Wieder schweigt sie eine Weile. Man sieht Chrissy an, wie schwer es ihr fällt, davon zu berichten. Ich bin zwar enttäuscht von ihr und wütend, aber ich bin kein Unmensch. Also lasse ich sie in Ruhe und hetze sie nicht, bis sie sich im Stande fühlt, weiterzusprechen. Währenddessen frage ich mich, ob es mir auch so ergehen hätte können. Hätte ich statt Chrissy einen Jungen getroffen, hätte ich mich auch verliebt? Wäre mir dieser ganze Mist hier auch egal gewesen? Das klingt zu schön um wahr zu sein. Doch irgendwo muss es auch einen Haken geben. Ich denke nicht, dass Chrissy so aufgelöst wäre, wäre alles gut gegangen. Außerdem kenne ich keinen Caleb, was bedeutet, dass ihm irgendetwas zugestoßen sein muss.
"Wir waren wirklich glücklich, trotz dem ganzen Mist hier... Bis wir uns gestritten haben. Es war kurz bevor die Türen sich geöffnet haben. Er... Er war so wütend auf mich, dass er einfach durch eine der Türen gestürmt ist, ohne auch nur darauf zu achten, ob er aussieht wie immer, wie wir es sonst getan haben. Ich kö-könnte dir a-auch nicht sagen, w-wie der Raum vorher au-aussah" berichtet Chrissy von tiefen Schluchzern unterbrochen weiter.
"K-kaum war C-Caleb durch d-die T-t-tür durch d-da g-ging sie p-p-p-plötzlich z-zu." Sie beginnt wieder zu weinen. Langsam tut sie mir leid, und ich rutsche ein Stück näher an sie heran, kann mich aber noch nicht überwinden, sie zu berühren.

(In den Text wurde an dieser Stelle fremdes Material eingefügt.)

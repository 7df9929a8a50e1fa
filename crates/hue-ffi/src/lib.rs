//! C FFI bindings for hue-core
//!
//! The in-game hook copies the game's line table into a session, calls
//! `hue_session_apply`, then copies the lines and language map back.

use hue_core::bundled::LANGUAGE;
use hue_core::logging::{init_file_logging, LOG_FILE_NAME};
use hue_core::{subtitle_language_index, Applied, Config, HostTables, Localizer};
use std::collections::HashMap;
use std::ffi::{CStr, CString};
use std::os::raw::c_char;
use std::panic::{self, AssertUnwindSafe};
use std::path::{Path, PathBuf};
use std::sync::Once;
use std::{fs, ptr};
use tracing::{debug, error};

/// `hue_session_apply` result when nothing was done
pub const HUE_APPLY_FAILED: i64 = -1;

/// `hue_session_apply` result when the translation was already active
pub const HUE_APPLY_ALREADY_ACTIVE: i64 = -2;

/// Opaque handle to the game state of one language switch
pub struct FfiSession {
    lines: Vec<String>,
    selected_language: String,
    language_columns: HashMap<String, usize>,
}

unsafe fn to_str<'a>(s: *const c_char) -> Option<&'a str> {
    if s.is_null() {
        None
    } else {
        CStr::from_ptr(s).to_str().ok()
    }
}

fn into_c_string(s: &str) -> *mut c_char {
    CString::new(s)
        .map(|s| s.into_raw())
        .unwrap_or(ptr::null_mut())
}

fn start_logging(dir: &Path, config: &Config) {
    static LOGGING: Once = Once::new();
    LOGGING.call_once(|| {
        let _ = fs::create_dir_all(dir);
        if let Err(e) = init_file_logging(&dir.join(LOG_FILE_NAME), &config.log_level) {
            eprintln!("HueZh: {}", e);
        }
    });
}

/// Create a session for the game's currently selected language
///
/// # Safety
/// - `selected_language` must be a valid C string or null
/// - Free the session with `hue_session_free`
#[no_mangle]
pub unsafe extern "C" fn hue_session_new(selected_language: *const c_char) -> *mut FfiSession {
    let selected_language = to_str(selected_language).unwrap_or_default().to_string();
    Box::into_raw(Box::new(FfiSession {
        lines: Vec::new(),
        selected_language,
        language_columns: HashMap::new(),
    }))
}

/// Free a session
///
/// # Safety
/// - `session` must be a valid pointer returned by `hue_session_new` or null
#[no_mangle]
pub unsafe extern "C" fn hue_session_free(session: *mut FfiSession) {
    if !session.is_null() {
        drop(Box::from_raw(session));
    }
}

/// Append one raw line of the game's line table
///
/// # Safety
/// - `session` must be a valid pointer returned by `hue_session_new`
/// - `line` must be a valid UTF-8 C string
/// - Returns false if either argument is invalid
#[no_mangle]
pub unsafe extern "C" fn hue_session_push_line(
    session: *mut FfiSession,
    line: *const c_char,
) -> bool {
    if session.is_null() {
        return false;
    }
    let session = &mut *session;
    match to_str(line) {
        Some(line) => {
            session.lines.push(line.to_string());
            true
        }
        None => false,
    }
}

/// Record that `language` is shown from column `index`
///
/// # Safety
/// - `session` must be a valid pointer returned by `hue_session_new`
/// - `language` must be a valid UTF-8 C string
#[no_mangle]
pub unsafe extern "C" fn hue_session_set_language_column(
    session: *mut FfiSession,
    language: *const c_char,
    index: usize,
) -> bool {
    if session.is_null() {
        return false;
    }
    let session = &mut *session;
    match to_str(language) {
        Some(language) => {
            session.language_columns.insert(language.to_string(), index);
            true
        }
        None => false,
    }
}

/// Install the translation kept in `data_dir`
///
/// Returns the number of lines translated, [`HUE_APPLY_ALREADY_ACTIVE`]
/// if the translation was already active, or [`HUE_APPLY_FAILED`] if
/// nothing was done. Never unwinds.
///
/// # Safety
/// - `session` must be a valid pointer returned by `hue_session_new`
/// - `data_dir` must be a valid UTF-8 C string
#[no_mangle]
pub unsafe extern "C" fn hue_session_apply(
    session: *mut FfiSession,
    data_dir: *const c_char,
) -> i64 {
    if session.is_null() {
        return HUE_APPLY_FAILED;
    }
    let dir = match to_str(data_dir) {
        Some(dir) => PathBuf::from(dir),
        None => return HUE_APPLY_FAILED,
    };

    let session = &mut *session;
    let applied = panic::catch_unwind(AssertUnwindSafe(|| {
        let localizer = Localizer::from_data_dir(&dir);
        start_logging(&dir, localizer.config());
        localizer.apply(HostTables {
            lines: &mut session.lines,
            selected_language: &mut session.selected_language,
            language_columns: &mut session.language_columns,
        })
    }));

    let code = match applied {
        Ok(Some(Applied::Merged(report))) => report.updated as i64,
        Ok(Some(Applied::AlreadyActive)) => HUE_APPLY_ALREADY_ACTIVE,
        Ok(None) => HUE_APPLY_FAILED,
        Err(_) => {
            error!("Language hook setup panicked");
            HUE_APPLY_FAILED
        }
    };
    debug!("hue_session_apply returns {}", code);
    code
}

/// Get the number of lines in a session
///
/// # Safety
/// - `session` must be a valid pointer returned by `hue_session_new`
#[no_mangle]
pub unsafe extern "C" fn hue_session_line_count(session: *const FfiSession) -> usize {
    if session.is_null() {
        return 0;
    }
    let session = &*session;
    session.lines.len()
}

/// Get a line by index
///
/// # Safety
/// - `session` must be a valid pointer returned by `hue_session_new`
/// - Returns null if index is out of bounds
/// - Caller must free the returned string with `hue_free_string`
#[no_mangle]
pub unsafe extern "C" fn hue_session_line(session: *const FfiSession, index: usize) -> *mut c_char {
    if session.is_null() {
        return ptr::null_mut();
    }
    let session = &*session;
    session
        .lines
        .get(index)
        .map(|line| into_c_string(line))
        .unwrap_or(ptr::null_mut())
}

/// Get the selected language name
///
/// # Safety
/// - `session` must be a valid pointer returned by `hue_session_new`
/// - Caller must free the returned string with `hue_free_string`
#[no_mangle]
pub unsafe extern "C" fn hue_session_selected_language(session: *const FfiSession) -> *mut c_char {
    if session.is_null() {
        return ptr::null_mut();
    }
    let session = &*session;
    into_c_string(&session.selected_language)
}

/// Get the column shown for `language`, or -1 if it has none
///
/// # Safety
/// - `session` must be a valid pointer returned by `hue_session_new`
/// - `language` must be a valid UTF-8 C string
#[no_mangle]
pub unsafe extern "C" fn hue_session_language_column(
    session: *const FfiSession,
    language: *const c_char,
) -> isize {
    if session.is_null() {
        return -1;
    }
    let session = &*session;
    to_str(language)
        .and_then(|language| session.language_columns.get(language))
        .map(|&index| index as isize)
        .unwrap_or(-1)
}

/// Column the subtitle table must read for the configured column mode
///
/// # Safety
/// - `data_dir` must be a valid UTF-8 C string or null for the default directory
#[no_mangle]
pub unsafe extern "C" fn hue_subtitle_language_index(data_dir: *const c_char) -> usize {
    let dir = to_str(data_dir)
        .map(PathBuf::from)
        .unwrap_or_else(hue_core::config::default_data_dir);
    let config = Config::load_or_create(dir.join(Config::FILE_NAME));
    subtitle_language_index(config.column_mode)
}

/// Name of the language this library installs
#[no_mangle]
pub extern "C" fn hue_language() -> *mut c_char {
    into_c_string(LANGUAGE)
}

/// Free a string returned by other FFI functions
///
/// # Safety
/// - `s` must be a valid pointer returned by a hue_* function or null
#[no_mangle]
pub unsafe extern "C" fn hue_free_string(s: *mut c_char) {
    if !s.is_null() {
        drop(CString::from_raw(s));
    }
}

#[cfg(test)]
mod tests {
    use super::*;

    fn c(s: &str) -> CString {
        CString::new(s).unwrap()
    }

    unsafe fn take(s: *mut c_char) -> String {
        let text = CStr::from_ptr(s).to_str().unwrap().to_string();
        hue_free_string(s);
        text
    }

    #[test]
    fn test_session_round_trip() {
        let dir = tempfile::tempdir().unwrap();
        let dir_c = c(dir.path().to_str().unwrap());

        unsafe {
            let session = hue_session_new(c("english").as_ptr());
            for line in ["Column,english", "Menu_NewGame,New Game", "Menu_Quit,Quit", "Odd,Thing"] {
                assert!(hue_session_push_line(session, c(line).as_ptr()));
            }
            assert!(hue_session_set_language_column(session, c("english").as_ptr(), 1));

            assert_eq!(hue_session_apply(session, dir_c.as_ptr()), 2);
            assert_eq!(hue_session_line_count(session), 4);
            assert_eq!(take(hue_session_line(session, 0)), "Column,chinese");
            assert_eq!(take(hue_session_line(session, 3)), "Odd,Thing");
            assert!(hue_session_line(session, 4).is_null());
            assert_eq!(take(hue_session_selected_language(session)), "chinese");
            assert_eq!(hue_session_language_column(session, c("chinese").as_ptr()), 1);
            assert_eq!(hue_session_language_column(session, c("english").as_ptr()), -1);

            // Second switch to the same language only reselects the column
            assert_eq!(
                hue_session_apply(session, dir_c.as_ptr()),
                HUE_APPLY_ALREADY_ACTIVE
            );

            hue_session_free(session);
        }
    }

    #[test]
    fn test_null_arguments_are_rejected() {
        unsafe {
            assert!(!hue_session_push_line(ptr::null_mut(), c("x").as_ptr()));
            assert_eq!(hue_session_apply(ptr::null_mut(), ptr::null()), HUE_APPLY_FAILED);
            assert_eq!(hue_session_line_count(ptr::null()), 0);

            let session = hue_session_new(ptr::null());
            assert!(!hue_session_push_line(session, ptr::null()));
            assert_eq!(hue_session_apply(session, ptr::null()), HUE_APPLY_FAILED);
            hue_session_free(session);
        }
    }

    #[test]
    fn test_subtitle_index_follows_config() {
        let dir = tempfile::tempdir().unwrap();
        let config = Config {
            column_mode: hue_core::ColumnMode::Append,
            ..Config::default()
        };
        config.save(dir.path().join(Config::FILE_NAME)).unwrap();

        let dir_c = c(dir.path().to_str().unwrap());
        assert_eq!(unsafe { hue_subtitle_language_index(dir_c.as_ptr()) }, 2);
        assert_eq!(take_language(), LANGUAGE);
    }

    #[test]
    fn test_merge_with_nothing_translated_is_not_already_active() {
        let dir = tempfile::tempdir().unwrap();
        let dir_c = c(dir.path().to_str().unwrap());

        unsafe {
            let session = hue_session_new(c("english").as_ptr());
            for line in ["Column,english", "Odd,Thing"] {
                assert!(hue_session_push_line(session, c(line).as_ptr()));
            }

            assert_eq!(hue_session_apply(session, dir_c.as_ptr()), 0);
            assert_eq!(take(hue_session_line(session, 0)), "Column,chinese");
            assert_eq!(take(hue_session_selected_language(session)), "chinese");

            hue_session_free(session);
        }
    }

    fn take_language() -> String {
        unsafe { take(hue_language()) }
    }
}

"Nachdem Calebs T-tür zuging, geriet ich in P-panik. H-hab mich gegen die Tür g-geworfen wie am e-ersten Tag. U-und aus lauter Verzweiflung die W-wasserflasche geworfen. D-durch eine der a-anderen drei Türen... d-da gingen sie alle z-zu... U-und d-dann f-f-fing e-e-er a-a-an z-z-zu sch-sch-sch-schreien." Nun fängt sie endgültig an zu weinen und zu schluchzen, sodass man kein Wort verstehen würde, würde sie versuchen, etwas zu sagen. Ihr ganzer Körper wird von starken Schluchzern geschüttelt, während sie sich hemmungslos die Augen aus dem Kopf heult. Langsam dämmert es mir, was passiert sein muss. Und es ist nichts Gutes. Doch so wie Chrissy reagiert kann ich ihr nicht nicht glauben. Soetwas kann keiner schauspielern. Sie ist offen und ehrlich am Boden zerstört. Betroffen nehme ich sie in den Arm. In dem Moment, in dem sie sich dankbar an mich klammert, vergebe ich ihr ihre Lüge. Irgendwie. Aber nicht vollständig.
So sitzen wir eine Weile da und halten uns gegenseitig.

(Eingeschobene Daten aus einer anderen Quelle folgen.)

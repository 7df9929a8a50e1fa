//! Storage for the user-editable translation file
//!
//! Reads and writes of one path are serialised by a process-wide lock
//! keyed by that path.

use crate::bundled::{BUNDLED_CSV, FILE_NAME};
use crate::error::{Error, Result};
use crate::table::TranslationTable;
use chrono::{DateTime, Local};
use std::collections::HashMap;
use std::fs;
use std::path::{Path, PathBuf};
use std::sync::{Arc, Mutex, OnceLock, PoisonError};
use tracing::{debug, info, warn};

fn path_lock(path: &Path) -> Arc<Mutex<()>> {
    static LOCKS: OnceLock<Mutex<HashMap<PathBuf, Arc<Mutex<()>>>>> = OnceLock::new();
    let mut locks = LOCKS
        .get_or_init(Default::default)
        .lock()
        .unwrap_or_else(PoisonError::into_inner);
    let lock = Arc::clone(locks.entry(path.to_path_buf()).or_default());
    lock
}

/// Where loaded translation text came from
#[derive(Debug, Clone, Copy, PartialEq, Eq)]
pub enum Origin {
    /// The user's file
    User,
    /// The bundled default
    Bundled,
}

/// Translation text and its origin
#[derive(Debug, Clone)]
pub struct Loaded {
    pub text: String,
    pub origin: Origin,
}

/// The user's translation file, backed by a bundled default
#[derive(Debug, Clone)]
pub struct TranslationStore {
    path: PathBuf,
    default: &'static str,
}

impl TranslationStore {
    /// Store at `path` falling back to `default`
    pub fn new(path: impl Into<PathBuf>, default: &'static str) -> Self {
        Self {
            path: path.into(),
            default,
        }
    }

    /// The standard file in `dir`, backed by the bundled translation
    pub fn in_dir(dir: &Path) -> Self {
        Self::new(dir.join(FILE_NAME), BUNDLED_CSV)
    }

    /// Path of the user file
    pub fn path(&self) -> &Path {
        &self.path
    }

    /// Decode the default translation
    pub fn default_table(&self) -> TranslationTable {
        TranslationTable::from_csv(self.default)
    }

    /// Load the user file, or the default if it cannot be read.
    ///
    /// A missing user file is recreated from the default bytes. Never
    /// fails: I/O problems are logged and the default is returned.
    pub fn load(&self) -> Loaded {
        let lock = path_lock(&self.path);
        let _guard = lock.lock().unwrap_or_else(PoisonError::into_inner);

        let exists = self.path.exists();
        if exists {
            match fs::read(&self.path) {
                Ok(bytes) => {
                    info!(
                        "Loading data from {} ({} bytes). The file is user editable. Delete it to reset to default.",
                        self.path.display(),
                        bytes.len()
                    );
                    return Loaded {
                        text: String::from_utf8_lossy(&bytes).into_owned(),
                        origin: Origin::User,
                    };
                }
                Err(e) => warn!("Cannot read {}: {}", self.path.display(), e),
            }
        }

        info!("Loading from built-in data ({} bytes).", self.default.len());
        if !exists {
            info!("Recreating {}", self.path.display());
            if let Err(e) = self.write_default() {
                warn!("{}", e);
            }
        }
        Loaded {
            text: self.default.to_string(),
            origin: Origin::Bundled,
        }
    }

    /// Overwrite the user file with the default bytes
    pub fn reset(&self) -> Result<()> {
        let lock = path_lock(&self.path);
        let _guard = lock.lock().unwrap_or_else(PoisonError::into_inner);
        self.write_default()
    }

    /// Rewrite the user file from `table`.
    ///
    /// The old file is first copied to a timestamped backup, whose path is
    /// returned. The new content goes to a temp file that is then renamed
    /// over the old one, so a failed write leaves the old file in place.
    pub fn save(&self, table: &TranslationTable) -> Result<Option<PathBuf>> {
        let lock = path_lock(&self.path);
        let _guard = lock.lock().unwrap_or_else(PoisonError::into_inner);

        self.ensure_dir()?;
        let backup = if self.path.exists() {
            let backup = self.backup_path(Local::now());
            fs::copy(&self.path, &backup).map_err(|e| Error::FileWrite {
                path: backup.clone(),
                source: e,
            })?;
            debug!("Backed up {} to {}", self.path.display(), backup.display());
            Some(backup)
        } else {
            None
        };

        let content = table.to_csv();
        let temp = self.path.with_extension("csv.tmp");
        fs::write(&temp, &content).map_err(|e| Error::FileWrite {
            path: temp.clone(),
            source: e,
        })?;
        fs::rename(&temp, &self.path).map_err(|e| Error::FileWrite {
            path: self.path.clone(),
            source: e,
        })?;
        info!("{} bytes written to {}", content.len(), self.path.display());

        Ok(backup)
    }

    fn write_default(&self) -> Result<()> {
        self.ensure_dir()?;
        fs::write(&self.path, self.default).map_err(|e| Error::FileWrite {
            path: self.path.clone(),
            source: e,
        })?;
        debug!("{} bytes written to {}", self.default.len(), self.path.display());
        Ok(())
    }

    fn ensure_dir(&self) -> Result<()> {
        match self.path.parent() {
            Some(dir) if !dir.as_os_str().is_empty() => {
                fs::create_dir_all(dir).map_err(|e| Error::FileWrite {
                    path: dir.to_path_buf(),
                    source: e,
                })
            }
            _ => Ok(()),
        }
    }

    fn backup_path(&self, now: DateTime<Local>) -> PathBuf {
        let stem = self
            .path
            .file_stem()
            .and_then(|s| s.to_str())
            .unwrap_or("translation");
        self.path
            .with_file_name(format!("{}.{}.bak", stem, now.format("%Y%m%d-%H%M%S")))
    }
}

"Am nächsten Tag..." beginnt sie schließlich wieder.
"Ssshhh... Du musst mir das nicht erzählen, Chrissy."
"Doch Tessa. Muss ich. D-das hast du verdient. Am nächsten Tag gingen die Türen wieder auf. Und der Raum von Caleb war nicht länger weiss. Ich weiß dass er es vorher war, denn ein so gravierender Unterschied wäre mir aufgefallen. Sogar im Streit. Er war rot. Blutrot. Völlig geschockt bin ich ohne groß zu überlegen hineingegangen, vielleicht war da ja etwas, was ich für ihn tun konnte. Aus irgendeinem lächerlichen, naiven Grund habe ich tatsächlich geglaubt, er würde noch Leben, obwohl die sonst so strahlend weißen Wände komplett blutig waren. Und es stank so nach Blut. Aber nirgends ein Zeichen von Caleb. Ich fand nur ein paar zerfetzte Klamotten in der Ecke. Das müssen seine gewesen sein." Das alles sagt die mit völlig nüchterner Stimme, als hätte sie all ihre Emotionen verbannt. Was wahrscheinlich auch der einzige Weg für sie war, mir den Rest der Geschichte erzählen zu können.

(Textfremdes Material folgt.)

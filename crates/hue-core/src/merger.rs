//! Merge engine: writes a translation table into the game's line table

use crate::error::{Error, Result};
use crate::parser::decode_line;
use crate::table::{TranslationTable, HEADER_KEY};
use crate::writer::encode_row;
use serde::{Deserialize, Serialize};
use tracing::{info, trace};

/// Text shown for a key with neither translation nor source text
pub const MISSING_MARKER: &str = "?";

/// How the translated text is laid out in each line
#[derive(Debug, Clone, Copy, Default, PartialEq, Eq, Serialize, Deserialize)]
#[serde(rename_all = "snake_case")]
pub enum ColumnMode {
    /// `key,translated` - the translation takes over the source column
    #[default]
    Replace,
    /// `key,source,translated` - the translation gets a column of its own
    Append,
}

impl ColumnMode {
    /// Index of the column holding the translated text
    pub fn language_index(self) -> usize {
        match self {
            ColumnMode::Replace => 1,
            ColumnMode::Append => 2,
        }
    }
}

/// What an untranslated key displays
#[derive(Debug, Clone, Copy, Default, PartialEq, Eq, Serialize, Deserialize)]
#[serde(rename_all = "snake_case")]
pub enum MissingText {
    /// Keep the source text, or show the marker if it is empty
    #[default]
    Source,
    /// Always show the marker
    Marker,
}

/// Merge behaviour, chosen once at startup
#[derive(Debug, Clone, Copy, Default, PartialEq, Eq, Serialize, Deserialize)]
pub struct MergePolicy {
    pub column_mode: ColumnMode,
    pub missing_text: MissingText,
}

/// Outcome of a merge
#[derive(Debug, Clone, Default, PartialEq, Eq, Serialize)]
pub struct MergeReport {
    /// Lines that received translated text
    pub updated: usize,
    /// Lines left as-is because their key is keep-original
    pub kept: usize,
    /// Keys with no entry at all, in line order
    pub untranslated: Vec<String>,
}

/// Merge `table` into the game's line table.
///
/// Line 0 is the column header and is rewritten to name `language`. Every
/// other line with a key and a text cell is re-encoded with its text
/// chosen from the table; key order and line count never change, and the
/// slice is never resized.
///
/// Fails without touching `lines` if the table holds one translation or
/// fewer, which points at a truncated or corrupt document.
pub fn merge_lines(
    lines: &mut [String],
    table: &TranslationTable,
    language: &str,
    policy: MergePolicy,
) -> Result<MergeReport> {
    if lines.is_empty() {
        return Err(Error::EmptyLineTable);
    }
    let found = table.translated_count();
    if found <= 1 {
        return Err(Error::TooFewEntries { found });
    }

    let mut report = MergeReport::default();
    let mut merged: Vec<(usize, String)> = Vec::with_capacity(lines.len());

    for (index, line) in lines.iter().enumerate().skip(1) {
        let cells = decode_line(line);
        let [key, source, ..] = cells.as_slice() else {
            continue;
        };
        if key.is_empty() {
            continue;
        }

        let text = if let Some(text) = table.get(key) {
            report.updated += 1;
            text
        } else if table.is_keep_original(key) {
            report.kept += 1;
            source.as_str()
        } else {
            info!("Untranslated: {} => {}", key, source);
            report.untranslated.push(key.clone());
            match policy.missing_text {
                MissingText::Source if !source.is_empty() => source.as_str(),
                _ => MISSING_MARKER,
            }
        };

        trace!("Updating {}", key);
        let line = match policy.column_mode {
            ColumnMode::Replace => encode_row([key.as_str(), text]),
            ColumnMode::Append => encode_row([key.as_str(), source.as_str(), text]),
        };
        merged.push((index, line));
    }

    for (index, line) in merged {
        lines[index] = line;
    }
    lines[0] = header_line(&lines[0], language, policy.column_mode);

    info!(
        "{} entries updated, {} kept original, {} untranslated.",
        report.updated,
        report.kept,
        report.untranslated.len()
    );
    Ok(report)
}

/// Column header naming the active language
fn header_line(current: &str, language: &str, mode: ColumnMode) -> String {
    match mode {
        ColumnMode::Replace => encode_row([HEADER_KEY, language]),
        ColumnMode::Append => {
            let cells = decode_line(current);
            let source = cells.get(1).map(String::as_str).unwrap_or("english");
            encode_row([HEADER_KEY, source, language])
        }
    }
}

"Chrissy... das alles tut mir so unendlich leid. Ich... ich hätte nicht so reagieren dürfen. Hätte ich das gewusst... Ist da noch irgendetwas, was du mir erzählen möchtest? Ich möchte nicht noch einmal so einen Fehler machen."
"Nun ja, ich weiß nicht so genau..." zögert Chrissy ein wenig. "Ich bin mir nicht sicher. Ich glaube, da stand etwas an der Wand. Aber ich weiß es nicht mehr genau. Ich habe mich so bemüht das alles zu vergessen... Aber was wenn es ein Hinweis war, etwas, das uns helfen könnte? Und ich kann mich nicht richtig erinnern, Tessa!"